I hit every verse and chorus; I even worked in the bridge and the key change: the whole shebang.

Delta Dawn, what’s that flower you have on?

Could it be a faded rose from days gone by?

With arms spread wide and eyes cast to the heavens, I finished with a flourish, curtsied appropriately, and smiling beatifically, I awaited the applause of my adoring audience. Instead, a deafening silence rang throughout the sanctuary. Every single man, woman, and child in the building had stopped breathing, and time stood still. Then, like an old VHS tape wrenching from pause to play with a few second delay as the sound catches up, I began to hear the chatter of those around me. By this point, however, my grandfather sat with his face in his hands; my grandmother had whisked me up, thrown me over her shoulder, and made for the door followed by my aunts’ and uncles’ and cousins’ peals of hysterical laughter.(Did I mention we were related to every other member of the church?) 

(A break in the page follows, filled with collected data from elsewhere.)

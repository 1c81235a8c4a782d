// SPDX-License-Identifier: MIT
// Copyright 2026 Roland Dreier <roland@rolandd.dev>

//! Google ID token verification for the sign-in flow.
//!
//! Signing keys are fetched from Google's JWKS endpoint (located through OIDC
//! discovery) and cached for the `max-age` the response advertises.

use crate::config::Config;
use crate::error::AppError;
use crate::time_utils::unix_secs;
use anyhow::Context;
use jsonwebtoken::{decode, decode_header, Algorithm, DecodingKey, Validation};
use reqwest::header::CACHE_CONTROL;
use serde::Deserialize;
use std::collections::HashMap;
use std::sync::Arc;
use std::time::{Duration, Instant};
use tokio::sync::{Mutex, RwLock};

const DISCOVERY_URL: &str = "https://accounts.google.com/.well-known/openid-configuration";
const DEFAULT_JWKS_URL: &str = "https://www.googleapis.com/oauth2/v3/certs";
const DEFAULT_HTTP_TIMEOUT: Duration = Duration::from_secs(5);
const DEFAULT_CACHE_TTL: Duration = Duration::from_secs(300);
const CLOCK_SKEW_SECS: u64 = 60;
const GOOGLE_ISSUERS: [&str; 2] = ["https://accounts.google.com", "accounts.google.com"];

/// Identity of a signed-in Google account.
#[derive(Debug, Clone, PartialEq, Eq)]
pub struct GoogleIdentity {
    /// Stable Google account identifier; used as the user id
    pub subject: String,
    pub email: String,
    pub name: Option<String>,
}

/// ID token verification errors.
#[derive(Debug, Clone, thiserror::Error)]
pub enum OidcError {
    /// The token is invalid or its claims do not match expectations.
    #[error("ID token rejected: {0}")]
    Rejected(String),
    /// Google could not be reached for signing keys.
    #[error("ID token verification unavailable: {0}")]
    Transient(String),
}

impl From<OidcError> for AppError {
    fn from(err: OidcError) -> Self {
        match err {
            OidcError::Rejected(msg) => {
                tracing::warn!(reason = %msg, "Google ID token rejected");
                AppError::Unauthorized
            }
            OidcError::Transient(msg) => AppError::Upstream(msg),
        }
    }
}

#[derive(Clone)]
enum VerifierMode {
    Google,
    StaticKey {
        kid: String,
        decoding_key: Arc<DecodingKey>,
    },
}

#[derive(Clone)]
struct DiscoveryCacheEntry {
    jwks_uri: String,
    expires_at: Instant,
}

#[derive(Clone)]
struct JwksCacheEntry {
    keys_by_kid: HashMap<String, Arc<DecodingKey>>,
    expires_at: Instant,
}

/// Verifier for Google-issued ID tokens addressed to this application.
pub struct GoogleOidcVerifier {
    http_client: reqwest::Client,
    expected_audience: String,
    mode: VerifierMode,
    discovery_cache: RwLock<Option<DiscoveryCacheEntry>>,
    jwks_cache: RwLock<Option<JwksCacheEntry>>,
    refresh_lock: Mutex<()>,
}

impl GoogleOidcVerifier {
    /// Create a production verifier that discovers and caches Google JWKS keys.
    pub fn new(config: &Config) -> anyhow::Result<Self> {
        let verifier = Self::with_mode(config, VerifierMode::Google)?;
        tracing::info!(
            expected_audience = %verifier.expected_audience,
            "Initialized Google ID token verifier"
        );
        Ok(verifier)
    }

    /// Create a verifier with a static RSA public key.
    ///
    /// This is intended for deterministic local/integration tests.
    pub fn new_with_static_key(
        config: &Config,
        kid: impl Into<String>,
        decoding_key: DecodingKey,
    ) -> anyhow::Result<Self> {
        let kid = kid.into();
        if kid.trim().is_empty() {
            anyhow::bail!("static OIDC kid must not be empty");
        }

        Self::with_mode(
            config,
            VerifierMode::StaticKey {
                kid,
                decoding_key: Arc::new(decoding_key),
            },
        )
    }

    fn with_mode(config: &Config, mode: VerifierMode) -> anyhow::Result<Self> {
        let http_client = reqwest::Client::builder()
            .timeout(DEFAULT_HTTP_TIMEOUT)
            .build()
            .context("failed building OIDC HTTP client")?;

        Ok(Self {
            http_client,
            expected_audience: config.google_client_id.clone(),
            mode,
            discovery_cache: RwLock::new(None),
            jwks_cache: RwLock::new(None),
            refresh_lock: Mutex::new(()),
        })
    }

    /// Verify an ID token from the OAuth code exchange.
    ///
    /// Requires an RS256 signature by a current Google key, a Google issuer,
    /// this application's client id as audience, and a verified email.
    pub async fn verify_id_token(&self, token: &str) -> Result<GoogleIdentity, OidcError> {
        let header = decode_header(token)
            .map_err(|e| OidcError::Rejected(format!("invalid JWT header: {e}")))?;

        if header.alg != Algorithm::RS256 {
            return Err(OidcError::Rejected(format!(
                "unexpected JWT alg: {:?}",
                header.alg
            )));
        }

        let kid = header
            .kid
            .ok_or_else(|| OidcError::Rejected("missing JWT kid".to_string()))?;

        let decoding_key = self.decoding_key_for_kid(&kid).await?;

        let mut validation = Validation::new(Algorithm::RS256);
        validation.set_required_spec_claims(&["exp", "iss", "aud", "sub"]);
        validation.set_issuer(&GOOGLE_ISSUERS);
        validation.set_audience(&[self.expected_audience.as_str()]);
        validation.leeway = CLOCK_SKEW_SECS;

        let claims = decode::<GoogleIdTokenClaims>(token, decoding_key.as_ref(), &validation)
            .map_err(|e| OidcError::Rejected(format!("JWT validation failed: {e}")))?
            .claims;

        validate_iat(claims.iat)?;

        let email = claims
            .email
            .filter(|e| !e.trim().is_empty())
            .ok_or_else(|| OidcError::Rejected("missing email claim".to_string()))?;

        if claims.email_verified != Some(true) {
            return Err(OidcError::Rejected(
                "email_verified claim is not true".to_string(),
            ));
        }

        tracing::debug!(subject = %claims.sub, "Google ID token verified");

        Ok(GoogleIdentity {
            subject: claims.sub,
            email,
            name: claims.name.filter(|n| !n.trim().is_empty()),
        })
    }

    async fn decoding_key_for_kid(&self, kid: &str) -> Result<Arc<DecodingKey>, OidcError> {
        if let VerifierMode::StaticKey {
            kid: static_kid,
            decoding_key,
        } = &self.mode
        {
            if kid == static_kid {
                return Ok(decoding_key.clone());
            }
            return Err(OidcError::Rejected(format!(
                "unknown JWT kid for static verifier: {kid}"
            )));
        }

        if let Some(key) = self.lookup_cached_key(kid).await {
            return Ok(key);
        }

        for force_refresh in [false, true] {
            self.refresh_jwks(force_refresh).await?;
            if let Some(key) = self.lookup_cached_key(kid).await {
                return Ok(key);
            }
        }

        Err(OidcError::Rejected(format!(
            "JWT kid not found in JWKS after refresh: {kid}"
        )))
    }

    async fn lookup_cached_key(&self, kid: &str) -> Option<Arc<DecodingKey>> {
        let cache = self.jwks_cache.read().await;
        let now = Instant::now();
        cache
            .as_ref()
            .filter(|entry| entry.expires_at > now)
            .and_then(|entry| entry.keys_by_kid.get(kid))
            .cloned()
    }

    async fn refresh_jwks(&self, force_refresh: bool) -> Result<(), OidcError> {
        let _guard = self.refresh_lock.lock().await;

        if !force_refresh {
            let cache = self.jwks_cache.read().await;
            if cache
                .as_ref()
                .is_some_and(|entry| entry.expires_at > Instant::now())
            {
                return Ok(());
            }
        }

        let jwks_uri = self.resolve_jwks_uri(force_refresh).await?;
        tracing::debug!(jwks_uri = %jwks_uri, "Refreshing Google JWKS cache");

        let response = self
            .http_client
            .get(&jwks_uri)
            .send()
            .await
            .map_err(|e| OidcError::Transient(format!("JWKS request failed: {e}")))?;

        if !response.status().is_success() {
            return Err(OidcError::Transient(format!(
                "JWKS request returned status {}",
                response.status()
            )));
        }

        let ttl = cache_ttl_from_headers(response.headers(), DEFAULT_CACHE_TTL);

        let jwks: Jwks = response
            .json()
            .await
            .map_err(|e| OidcError::Transient(format!("invalid JWKS JSON: {e}")))?;

        let keys_by_kid = usable_keys(jwks);
        if keys_by_kid.is_empty() {
            return Err(OidcError::Transient(
                "JWKS response did not include any usable RSA keys".to_string(),
            ));
        }

        *self.jwks_cache.write().await = Some(JwksCacheEntry {
            keys_by_kid,
            expires_at: Instant::now() + ttl,
        });

        tracing::debug!(ttl_secs = ttl.as_secs(), "Google JWKS cache refreshed");
        Ok(())
    }

    async fn resolve_jwks_uri(&self, force_refresh: bool) -> Result<String, OidcError> {
        let cached = self.discovery_cache.read().await.clone();

        if !force_refresh {
            if let Some(entry) = cached.as_ref().filter(|e| e.expires_at > Instant::now()) {
                return Ok(entry.jwks_uri.clone());
            }
        }

        let fallback = cached
            .map(|entry| entry.jwks_uri)
            .unwrap_or_else(|| DEFAULT_JWKS_URL.to_string());

        match self.http_client.get(DISCOVERY_URL).send().await {
            Ok(resp) if resp.status().is_success() => {
                let ttl = cache_ttl_from_headers(resp.headers(), DEFAULT_CACHE_TTL);
                let discovery: OpenIdConfig = resp
                    .json()
                    .await
                    .map_err(|e| OidcError::Transient(format!("invalid discovery JSON: {e}")))?;

                *self.discovery_cache.write().await = Some(DiscoveryCacheEntry {
                    jwks_uri: discovery.jwks_uri.clone(),
                    expires_at: Instant::now() + ttl,
                });

                Ok(discovery.jwks_uri)
            }
            Ok(resp) => {
                tracing::warn!(
                    status = %resp.status(),
                    "OIDC discovery returned non-success status; using fallback JWKS URI"
                );
                Ok(fallback)
            }
            Err(e) => {
                tracing::warn!(
                    error = %e,
                    "OIDC discovery request failed; using fallback JWKS URI"
                );
                Ok(fallback)
            }
        }
    }
}

#[derive(Debug, Deserialize)]
struct OpenIdConfig {
    jwks_uri: String,
}

#[derive(Debug, Deserialize)]
struct Jwks {
    keys: Vec<Jwk>,
}

#[derive(Debug, Deserialize)]
struct Jwk {
    kid: String,
    kty: String,
    alg: Option<String>,
    n: String,
    e: String,
    #[serde(rename = "use")]
    use_: Option<String>,
}

#[derive(Debug, Deserialize)]
struct GoogleIdTokenClaims {
    sub: String,
    iat: Option<usize>,
    email: Option<String>,
    email_verified: Option<bool>,
    name: Option<String>,
}

/// RS256 signing keys from a JWKS document, by key id.
fn usable_keys(jwks: Jwks) -> HashMap<String, Arc<DecodingKey>> {
    let mut keys_by_kid = HashMap::new();

    for jwk in jwks.keys {
        if jwk.kty != "RSA" || jwk.kid.trim().is_empty() {
            continue;
        }
        if jwk.alg.as_deref().is_some_and(|alg| alg != "RS256") {
            continue;
        }
        if jwk.use_.as_deref().is_some_and(|u| u != "sig") {
            continue;
        }

        match DecodingKey::from_rsa_components(&jwk.n, &jwk.e) {
            Ok(key) => {
                keys_by_kid.insert(jwk.kid, Arc::new(key));
            }
            Err(e) => {
                tracing::warn!(error = %e, kid = %jwk.kid, "Skipping invalid RSA JWKS key");
            }
        }
    }

    keys_by_kid
}

fn validate_iat(iat: Option<usize>) -> Result<(), OidcError> {
    let Some(iat) = iat else {
        return Err(OidcError::Rejected("missing iat claim".to_string()));
    };

    if iat as u64 > unix_secs() + CLOCK_SKEW_SECS {
        return Err(OidcError::Rejected(
            "iat claim is in the future".to_string(),
        ));
    }

    Ok(())
}

fn cache_ttl_from_headers(headers: &reqwest::header::HeaderMap, fallback: Duration) -> Duration {
    headers
        .get(CACHE_CONTROL)
        .and_then(|v| v.to_str().ok())
        .and_then(parse_cache_control_max_age)
        .map(Duration::from_secs)
        .unwrap_or(fallback)
}

fn parse_cache_control_max_age(value: &str) -> Option<u64> {
    value
        .split(',')
        .filter_map(|directive| directive.trim().strip_prefix("max-age="))
        .find_map(|raw| raw.trim_matches('"').parse::<u64>().ok())
}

The punishment I received (and bore with the stoicism, or just pure old mule-headedness, of one unjustly persecuted) resulted in at least two weeks of stripes on my legs. 

When my Ninny heard about the spectacle, she just smiled and said, “Well, Baby, was that the song Jesus called you to sing?” 

“Yes ma’am,” I somberly replied.

“Then good for you,” she chuckled, “’cause he musta been wantin’ somebody to hear a country-western song that mornin’!  Why don’t you sing me a little touch of that so I can hear what it sounded like?”

The hellfire and brimstone themes of childhood still occasionally haunt me, and my current spiritual beliefs are now both quite different and eerily similar. The energy, life, and sense of connectedness during the worship I witnessed as a child still ring throughout my being. And I still treat Jesus to the occasional a Capella performance of “Delta Dawn.”

Author’s note: I'm almost positive some readers won't believe my memory was that vivid at such a young age. I've been fielding the question my whole life. More than once I've had folks just flat-out tell me I couldn't possibly remember anything at that age. The memory is simply a memory that is only mine. This memory, and many others I've written about, in fact, were never talked about in my family, precisely because I had the audacity to embarrass my grandmother.

 
 

Emily Brown Murphrey holds doctoral degrees in law and psychology. She is a storyteller, writer, mixed-media artist, published poet, feminist, mother, activist, and a proud, displaced Southerner.  Born and raised in Etowah County, Alabama, she lives in Minneapolis, Minnesota.